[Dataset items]
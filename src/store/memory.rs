//! In-memory reference implementation of the collaborator seams.
//!
//! Documents live in `DashMap` collections; realtime push is one `watch`
//! channel per query, re-sent with the full current view on every change.
//! Write timestamps are strictly monotonic per store instance, so message
//! order is well-defined even when two writers land in the same clock tick.

use std::sync::{Mutex, PoisonError};

use async_trait::async_trait;
use chrono::{DateTime, Duration, Utc};
use dashmap::DashMap;
use tokio::sync::watch;
use uuid::Uuid;

use crate::error::{BlobError, StoreError};
use crate::models::conversation::{Conversation, NewConversation};
use crate::models::message::{Message, MessageDraft, SenderRole};
use crate::models::patient::Patient;
use crate::models::record::MedicalRecord;

use super::{
    Actor, BlobStore, ConversationStore, Identity, PatientDirectory, RecordStore, Subscription,
    UnreadUpdate,
};

#[derive(Default)]
pub struct MemoryStore {
    conversations: DashMap<String, Conversation>,
    messages: DashMap<String, Vec<Message>>, // conversation id → log
    patients: DashMap<String, Patient>,
    records: DashMap<String, Vec<MedicalRecord>>, // patient id → records, newest first
    conversation_feeds: DashMap<String, watch::Sender<Vec<Conversation>>>, // per doctor
    message_feeds: DashMap<String, watch::Sender<Vec<Message>>>, // per conversation
    roster_feeds: DashMap<String, watch::Sender<Vec<Patient>>>,  // per doctor
    record_feeds: DashMap<String, watch::Sender<Vec<MedicalRecord>>>, // per patient
    clock: Mutex<Option<DateTime<Utc>>>, // last issued server timestamp
}

impl MemoryStore {
    pub fn new() -> Self {
        Self::default()
    }

    /// Server-assigned write time, strictly greater than any previously
    /// issued by this store.
    fn server_now(&self) -> DateTime<Utc> {
        let mut last = self.clock.lock().unwrap_or_else(PoisonError::into_inner);
        let mut now = Utc::now();
        if let Some(prev) = *last {
            if now <= prev {
                now = prev + Duration::microseconds(1);
            }
        }
        *last = Some(now);
        now
    }

    pub fn seed_patient(&self, doctor_id: &str, patient: Patient) {
        self.patients.insert(patient.id.clone(), patient);
        self.notify_roster(doctor_id);
    }

    pub fn seed_record(&self, record: MedicalRecord) {
        let patient_id = record.patient_id.clone();
        {
            let mut records = self.records.entry(patient_id.clone()).or_default();
            records.push(record);
            records.sort_by(|a, b| b.date.cmp(&a.date));
        }
        self.notify_records(&patient_id);
    }

    fn sorted_messages(&self, conversation_id: &str) -> Vec<Message> {
        let mut log = self
            .messages
            .get(conversation_id)
            .map(|l| l.value().clone())
            .unwrap_or_default();
        log.sort_by(|a, b| a.created_at.cmp(&b.created_at));
        log
    }

    fn doctor_conversations(&self, doctor_id: &str) -> Vec<Conversation> {
        let mut list: Vec<Conversation> = self
            .conversations
            .iter()
            .filter(|entry| entry.doctor_id == doctor_id)
            .map(|entry| entry.value().clone())
            .collect();
        list.sort_by(|a, b| b.updated_at.cmp(&a.updated_at));
        list
    }

    fn patient_records(&self, patient_id: &str) -> Vec<MedicalRecord> {
        self.records
            .get(patient_id)
            .map(|r| r.value().clone())
            .unwrap_or_default()
    }

    fn doctor_roster(&self) -> Vec<Patient> {
        let mut roster: Vec<Patient> = self.patients.iter().map(|p| p.value().clone()).collect();
        roster.sort_by(|a, b| a.name.cmp(&b.name));
        roster
    }

    fn notify_messages(&self, conversation_id: &str) {
        if let Some(feed) = self.message_feeds.get(conversation_id) {
            feed.send_replace(self.sorted_messages(conversation_id));
        }
    }

    fn notify_conversations(&self, doctor_id: &str) {
        if let Some(feed) = self.conversation_feeds.get(doctor_id) {
            feed.send_replace(self.doctor_conversations(doctor_id));
        }
    }

    fn notify_roster(&self, doctor_id: &str) {
        if let Some(feed) = self.roster_feeds.get(doctor_id) {
            feed.send_replace(self.doctor_roster());
        }
    }

    fn notify_records(&self, patient_id: &str) {
        if let Some(feed) = self.record_feeds.get(patient_id) {
            feed.send_replace(self.patient_records(patient_id));
        }
    }
}

#[async_trait]
impl ConversationStore for MemoryStore {
    async fn conversations(&self, doctor_id: &str) -> Result<Vec<Conversation>, StoreError> {
        Ok(self.doctor_conversations(doctor_id))
    }

    async fn find_for_patient(
        &self,
        doctor_id: &str,
        patient_id: &str,
    ) -> Result<Option<Conversation>, StoreError> {
        Ok(self
            .conversations
            .iter()
            .find(|c| c.doctor_id == doctor_id && c.patient_id == patient_id)
            .map(|c| c.value().clone()))
    }

    async fn create_conversation(
        &self,
        new: NewConversation,
    ) -> Result<Conversation, StoreError> {
        let conversation = Conversation {
            id: Uuid::new_v4().to_string(),
            doctor_id: new.doctor_id.clone(),
            patient_id: new.patient_id,
            patient_name: new.patient_name,
            condition: new.condition,
            status: new.status,
            last_message: new.initial_summary,
            updated_at: self.server_now(),
            unread_count: 0,
            avatar_color: new.avatar_color,
        };
        self.conversations
            .insert(conversation.id.clone(), conversation.clone());
        self.messages.entry(conversation.id.clone()).or_default();
        self.notify_conversations(&new.doctor_id);
        Ok(conversation)
    }

    async fn append_message(
        &self,
        conversation_id: &str,
        draft: MessageDraft,
    ) -> Result<Message, StoreError> {
        if !self.conversations.contains_key(conversation_id) {
            return Err(StoreError::NotFound(format!(
                "conversation {conversation_id}"
            )));
        }
        let message = Message {
            id: Uuid::new_v4().to_string(),
            conversation_id: conversation_id.to_string(),
            sender: draft.sender,
            sender_id: draft.sender_id,
            kind: draft.kind,
            text: draft.text,
            created_at: self.server_now(),
            file_url: draft.file_url,
            file_name: draft.file_name,
            duration: draft.duration,
            medication: draft.medication,
        };
        self.messages
            .entry(conversation_id.to_string())
            .or_default()
            .push(message.clone());
        self.notify_messages(conversation_id);
        Ok(message)
    }

    async fn message(
        &self,
        conversation_id: &str,
        message_id: &str,
    ) -> Result<Option<Message>, StoreError> {
        Ok(self
            .messages
            .get(conversation_id)
            .and_then(|log| log.iter().find(|m| m.id == message_id).cloned()))
    }

    async fn delete_message(
        &self,
        conversation_id: &str,
        message_id: &str,
    ) -> Result<(), StoreError> {
        if let Some(mut log) = self.messages.get_mut(conversation_id) {
            log.retain(|m| m.id != message_id);
        }
        self.notify_messages(conversation_id);
        Ok(())
    }

    async fn messages(&self, conversation_id: &str) -> Result<Vec<Message>, StoreError> {
        Ok(self.sorted_messages(conversation_id))
    }

    async fn touch_conversation(
        &self,
        conversation_id: &str,
        last_message: &str,
        unread: UnreadUpdate,
    ) -> Result<(), StoreError> {
        let doctor_id = {
            let mut conversation = self.conversations.get_mut(conversation_id).ok_or_else(
                || StoreError::NotFound(format!("conversation {conversation_id}")),
            )?;
            conversation.last_message = last_message.to_string();
            conversation.updated_at = self.server_now();
            match unread {
                UnreadUpdate::Increment => conversation.unread_count += 1,
                UnreadUpdate::Clear => conversation.unread_count = 0,
            }
            conversation.doctor_id.clone()
        };
        self.notify_conversations(&doctor_id);
        Ok(())
    }

    async fn mark_read(&self, conversation_id: &str) -> Result<(), StoreError> {
        let doctor_id = {
            let mut conversation = self.conversations.get_mut(conversation_id).ok_or_else(
                || StoreError::NotFound(format!("conversation {conversation_id}")),
            )?;
            conversation.unread_count = 0;
            conversation.doctor_id.clone()
        };
        self.notify_conversations(&doctor_id);
        Ok(())
    }

    fn watch_conversations(&self, doctor_id: &str) -> Subscription<Vec<Conversation>> {
        self.conversation_feeds
            .entry(doctor_id.to_string())
            .or_insert_with(|| watch::channel(self.doctor_conversations(doctor_id)).0)
            .subscribe()
    }

    fn watch_messages(&self, conversation_id: &str) -> Subscription<Vec<Message>> {
        self.message_feeds
            .entry(conversation_id.to_string())
            .or_insert_with(|| watch::channel(self.sorted_messages(conversation_id)).0)
            .subscribe()
    }
}

#[async_trait]
impl PatientDirectory for MemoryStore {
    async fn roster(&self, _doctor_id: &str) -> Result<Vec<Patient>, StoreError> {
        Ok(self.doctor_roster())
    }

    async fn patient(&self, patient_id: &str) -> Result<Option<Patient>, StoreError> {
        Ok(self.patients.get(patient_id).map(|p| p.value().clone()))
    }

    fn watch_roster(&self, doctor_id: &str) -> Subscription<Vec<Patient>> {
        self.roster_feeds
            .entry(doctor_id.to_string())
            .or_insert_with(|| watch::channel(self.doctor_roster()).0)
            .subscribe()
    }
}

#[async_trait]
impl RecordStore for MemoryStore {
    async fn records(&self, patient_id: &str) -> Result<Vec<MedicalRecord>, StoreError> {
        Ok(self.patient_records(patient_id))
    }

    fn watch_records(&self, patient_id: &str) -> Subscription<Vec<MedicalRecord>> {
        self.record_feeds
            .entry(patient_id.to_string())
            .or_insert_with(|| watch::channel(self.patient_records(patient_id)).0)
            .subscribe()
    }
}

/// Blob storage backed by a map; URLs use a `memory://` scheme.
#[derive(Default)]
pub struct MemoryBlobStore {
    objects: DashMap<String, Vec<u8>>,
}

impl MemoryBlobStore {
    pub fn new() -> Self {
        Self::default()
    }

    pub fn contains(&self, key: &str) -> bool {
        self.objects.contains_key(key)
    }

    pub fn object_count(&self) -> usize {
        self.objects.len()
    }
}

#[async_trait]
impl BlobStore for MemoryBlobStore {
    async fn put(&self, key: &str, bytes: &[u8]) -> Result<String, BlobError> {
        self.objects.insert(key.to_string(), bytes.to_vec());
        Ok(format!("memory://{key}"))
    }
}

/// Fixed session identity for tests and the demo binary.
pub struct StaticIdentity {
    actor: Actor,
}

impl StaticIdentity {
    pub fn doctor(id: impl Into<String>, name: impl Into<String>) -> Self {
        Self {
            actor: Actor {
                id: id.into(),
                name: name.into(),
                role: SenderRole::Doctor,
            },
        }
    }

    pub fn patient(id: impl Into<String>, name: impl Into<String>) -> Self {
        Self {
            actor: Actor {
                id: id.into(),
                name: name.into(),
                role: SenderRole::Patient,
            },
        }
    }
}

impl Identity for StaticIdentity {
    fn current(&self) -> Actor {
        self.actor.clone()
    }
}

ACTIVITY
Search the data above for lines holding "Mutex" and copy each of them.

TASK SOLUTION
use std::sync::{Mutex, PoisonError};
    clock: Mutex<Option<DateTime<Utc>>>, // last issued server timestamp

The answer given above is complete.